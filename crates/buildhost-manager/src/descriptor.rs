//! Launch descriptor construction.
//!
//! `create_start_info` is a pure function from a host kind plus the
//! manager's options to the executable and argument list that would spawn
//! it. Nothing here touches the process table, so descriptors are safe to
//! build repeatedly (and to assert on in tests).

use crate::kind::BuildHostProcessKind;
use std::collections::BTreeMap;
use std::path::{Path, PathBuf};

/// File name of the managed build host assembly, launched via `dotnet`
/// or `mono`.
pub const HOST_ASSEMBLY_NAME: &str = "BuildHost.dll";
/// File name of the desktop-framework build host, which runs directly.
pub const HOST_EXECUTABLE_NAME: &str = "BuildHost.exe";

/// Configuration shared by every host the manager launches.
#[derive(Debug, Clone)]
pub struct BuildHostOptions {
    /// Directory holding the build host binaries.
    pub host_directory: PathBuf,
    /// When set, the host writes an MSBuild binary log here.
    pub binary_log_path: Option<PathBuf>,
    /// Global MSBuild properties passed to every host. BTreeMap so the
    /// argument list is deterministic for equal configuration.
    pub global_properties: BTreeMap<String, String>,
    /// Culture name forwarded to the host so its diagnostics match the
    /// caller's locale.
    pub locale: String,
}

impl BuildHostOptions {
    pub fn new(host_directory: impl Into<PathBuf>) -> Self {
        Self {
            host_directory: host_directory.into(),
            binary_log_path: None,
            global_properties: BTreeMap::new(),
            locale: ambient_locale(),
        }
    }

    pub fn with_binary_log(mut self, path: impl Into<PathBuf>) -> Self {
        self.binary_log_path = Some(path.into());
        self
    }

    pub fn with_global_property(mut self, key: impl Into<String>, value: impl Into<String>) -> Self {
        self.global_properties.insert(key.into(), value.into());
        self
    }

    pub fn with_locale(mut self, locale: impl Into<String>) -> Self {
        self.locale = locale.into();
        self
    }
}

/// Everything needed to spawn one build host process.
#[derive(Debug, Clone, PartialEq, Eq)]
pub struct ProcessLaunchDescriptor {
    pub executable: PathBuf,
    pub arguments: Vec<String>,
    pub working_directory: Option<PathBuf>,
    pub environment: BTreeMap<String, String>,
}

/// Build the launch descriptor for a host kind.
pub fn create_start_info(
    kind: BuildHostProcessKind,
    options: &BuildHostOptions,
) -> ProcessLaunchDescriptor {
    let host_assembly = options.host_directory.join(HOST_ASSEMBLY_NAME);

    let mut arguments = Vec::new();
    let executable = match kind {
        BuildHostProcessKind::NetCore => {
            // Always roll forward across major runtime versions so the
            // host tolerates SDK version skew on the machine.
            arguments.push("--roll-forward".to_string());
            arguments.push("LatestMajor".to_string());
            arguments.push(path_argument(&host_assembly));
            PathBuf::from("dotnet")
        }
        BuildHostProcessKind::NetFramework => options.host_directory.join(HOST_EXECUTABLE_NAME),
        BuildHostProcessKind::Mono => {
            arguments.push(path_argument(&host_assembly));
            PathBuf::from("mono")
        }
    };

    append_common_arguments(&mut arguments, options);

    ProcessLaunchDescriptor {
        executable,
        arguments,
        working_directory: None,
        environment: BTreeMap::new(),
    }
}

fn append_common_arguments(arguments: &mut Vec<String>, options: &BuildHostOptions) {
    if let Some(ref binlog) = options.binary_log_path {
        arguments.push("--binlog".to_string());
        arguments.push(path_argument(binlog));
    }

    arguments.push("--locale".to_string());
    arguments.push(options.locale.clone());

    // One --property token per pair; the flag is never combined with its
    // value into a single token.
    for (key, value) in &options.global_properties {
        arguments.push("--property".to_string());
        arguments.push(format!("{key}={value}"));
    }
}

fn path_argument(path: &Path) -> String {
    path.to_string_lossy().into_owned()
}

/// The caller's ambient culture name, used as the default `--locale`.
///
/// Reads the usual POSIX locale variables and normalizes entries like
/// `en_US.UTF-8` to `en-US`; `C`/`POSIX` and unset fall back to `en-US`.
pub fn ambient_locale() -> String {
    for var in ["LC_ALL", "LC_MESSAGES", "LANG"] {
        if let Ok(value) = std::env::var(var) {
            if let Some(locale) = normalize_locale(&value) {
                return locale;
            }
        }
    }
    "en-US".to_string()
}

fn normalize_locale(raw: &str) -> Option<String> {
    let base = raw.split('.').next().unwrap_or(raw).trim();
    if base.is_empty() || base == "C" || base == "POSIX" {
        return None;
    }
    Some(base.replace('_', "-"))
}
***
What you return must match the records above exactly.

filename crates/buildhost-manager/src/descriptor.rs
//! Launch descriptor construction.
//!
//! `create_start_info` is a pure function from a host kind plus the
//! manager's options to the executable and argument list that would spawn
//! it. Nothing here touches the process table, so descriptors are safe to
//! build repeatedly (and to assert on in tests).

use crate::kind::BuildHostProcessKind;
use std::collections::BTreeMap;
use std::path::{Path, PathBuf};

/// File name of the managed build host assembly, launched via `dotnet`
/// or `mono`.
pub const HOST_ASSEMBLY_NAME: &str = "BuildHost.dll";
/// File name of the desktop-framework build host, which runs directly.
pub const HOST_EXECUTABLE_NAME: &str = "BuildHost.exe";

/// Configuration shared by every host the manager launches.
#[derive(Debug, Clone)]
pub struct BuildHostOptions {
    /// Directory holding the build host binaries.
    pub host_directory: PathBuf,
    /// When set, the host writes an MSBuild binary log here.
    pub binary_log_path: Option<PathBuf>,
    /// Global MSBuild properties passed to every host. BTreeMap so the
    /// argument list is deterministic for equal configuration.
    pub global_properties: BTreeMap<String, String>,
    /// Culture name forwarded to the host so its diagnostics match the
    /// caller's locale.
    pub locale: String,
}

impl BuildHostOptions {
    pub fn new(host_directory: impl Into<PathBuf>) -> Self {
        Self {
            host_directory: host_directory.into(),
            binary_log_path: None,
            global_properties: BTreeMap::new(),
            locale: ambient_locale(),
        }
    }

    pub fn with_binary_log(mut self, path: impl Into<PathBuf>) -> Self {
        self.binary_log_path = Some(path.into());
        self
    }

    pub fn with_global_property(mut self, key: impl Into<String>, value: impl Into<String>) -> Self {
        self.global_properties.insert(key.into(), value.into());
        self
    }

    pub fn with_locale(mut self, locale: impl Into<String>) -> Self {
        self.locale = locale.into();
        self
    }
}

/// Everything needed to spawn one build host process.
#[derive(Debug, Clone, PartialEq, Eq)]
pub struct ProcessLaunchDescriptor {
    pub executable: PathBuf,
    pub arguments: Vec<String>,
    pub working_directory: Option<PathBuf>,
    pub environment: BTreeMap<String, String>,
}

/// Build the launch descriptor for a host kind.
pub fn create_start_info(
    kind: BuildHostProcessKind,
    options: &BuildHostOptions,
) -> ProcessLaunchDescriptor {
    let host_assembly = options.host_directory.join(HOST_ASSEMBLY_NAME);

    let mut arguments = Vec::new();
    let executable = match kind {
        BuildHostProcessKind::NetCore => {
            // Always roll forward across major runtime versions so the
            // host tolerates SDK version skew on the machine.
            arguments.push("--roll-forward".to_string());
            arguments.push("LatestMajor".to_string());
            arguments.push(path_argument(&host_assembly));
            PathBuf::from("dotnet")
        }
        BuildHostProcessKind::NetFramework => options.host_directory.join(HOST_EXECUTABLE_NAME),
        BuildHostProcessKind::Mono => {
            arguments.push(path_argument(&host_assembly));
            PathBuf::from("mono")
        }
    };

    append_common_arguments(&mut arguments, options);

    ProcessLaunchDescriptor {
        executable,
        arguments,
        working_directory: None,
        environment: BTreeMap::new(),
    }
}

fn append_common_arguments(arguments: &mut Vec<String>, options: &BuildHostOptions) {
    if let Some(ref binlog) = options.binary_log_path {
        arguments.push("--binlog".to_string());
        arguments.push(path_argument(binlog));
    }

    arguments.push("--locale".to_string());
    arguments.push(options.locale.clone());

    // One --property token per pair; the flag is never combined with its
    // value into a single token.
    for (key, value) in &options.global_properties {
        arguments.push("--property".to_string());
        arguments.push(format!("{key}={value}"));
    }
}

fn path_argument(path: &Path) -> String {
    path.to_string_lossy().into_owned()
}

/// The caller's ambient culture name, used as the default `--locale`.
///
/// Reads the usual POSIX locale variables and normalizes entries like
/// `en_US.UTF-8` to `en-US`; `C`/`POSIX` and unset fall back to `en-US`.
pub fn ambient_locale() -> String {
    for var in ["LC_ALL", "LC_MESSAGES", "LANG"] {
        if let Ok(value) = std::env::var(var) {
            if let Some(locale) = normalize_locale(&value) {
                return locale;
            }
        }
    }
    "en-US".to_string()
}

fn normalize_locale(raw: &str) -> Option<String> {
    let base = raw.split('.').next().unwrap_or(raw).trim();
    if base.is_empty() || base == "C" || base == "POSIX" {
        return None;
    }
    Some(base.replace('_', "-"))
}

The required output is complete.